▸ **Task details**
Word for word, please restate the line containing "in insertion order." and all the lines that follow it to the end of the data.

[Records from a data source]

* * * * * * * * *

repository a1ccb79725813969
//! Infrastructure adapters

mod reqwest_client;

pub use reqwest_client::ReqwestHttpClient;
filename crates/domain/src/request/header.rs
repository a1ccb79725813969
//! HTTP header types

use serde::{Deserialize, Serialize};

/// A single HTTP header.
#[derive(Debug, Clone, PartialEq, Eq, Serialize, Deserialize)]
pub struct Header {
    /// Header name
    pub name: String,
    /// Header value
    pub value: String,
}

impl Header {
    /// Creates a new header.
    #[must_use]
    pub fn new(name: impl Into<String>, value: impl Into<String>) -> Self {
        Self {
            name: name.into(),
            value: value.into(),
        }
    }
}

/// Ordered collection of HTTP headers.
#[derive(Debug, Clone, PartialEq, Eq, Default, Serialize, Deserialize)]
#[serde(transparent)]
pub struct Headers(Vec<Header>);

impl Headers {
    /// Creates an empty header collection.
    #[must_use]
    pub const fn new() -> Self {
        Self(Vec::new())
    }

    /// Appends a header.
    pub fn add(&mut self, name: impl Into<String>, value: impl Into<String>) {
        self.0.push(Header::new(name, value));
    }

    /// Returns the first value for `name`, compared case-insensitively.
    #[must_use]
    pub fn get(&self, name: &str) -> Option<&str> {
        self.0
            .iter()
            .find(|h| h.name.eq_ignore_ascii_case(name))
            .map(|h| h.value.as_str())
    }

    /// Returns true if a header named `name` is present.
    #[must_use]
    pub fn contains(&self, name: &str) -> bool {
        self.get(name).is_some()
    }

    /// Iterates over all headers in insertion order.
    pub fn iter(&self) -> impl Iterator<Item = &Header> {
        self.0.iter()
    }

    /// Returns the number of headers.
    #[must_use]
    pub fn len(&self) -> usize {
        self.0.len()
    }

    /// Returns true if there are no headers.
    #[must_use]
    pub fn is_empty(&self) -> bool {
        self.0.is_empty()
    }
}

* * * * * * * * *

▸ **Finished exercise**
    /// Iterates over all headers in insertion order.
    pub fn iter(&self) -> impl Iterator<Item = &Header> {
        self.0.iter()
    }

    /// Returns the number of headers.
    #[must_use]
    pub fn len(&self) -> usize {
        self.0.len()
    }

    /// Returns true if there are no headers.
    #[must_use]
    pub fn is_empty(&self) -> bool {
        self.0.is_empty()
    }
}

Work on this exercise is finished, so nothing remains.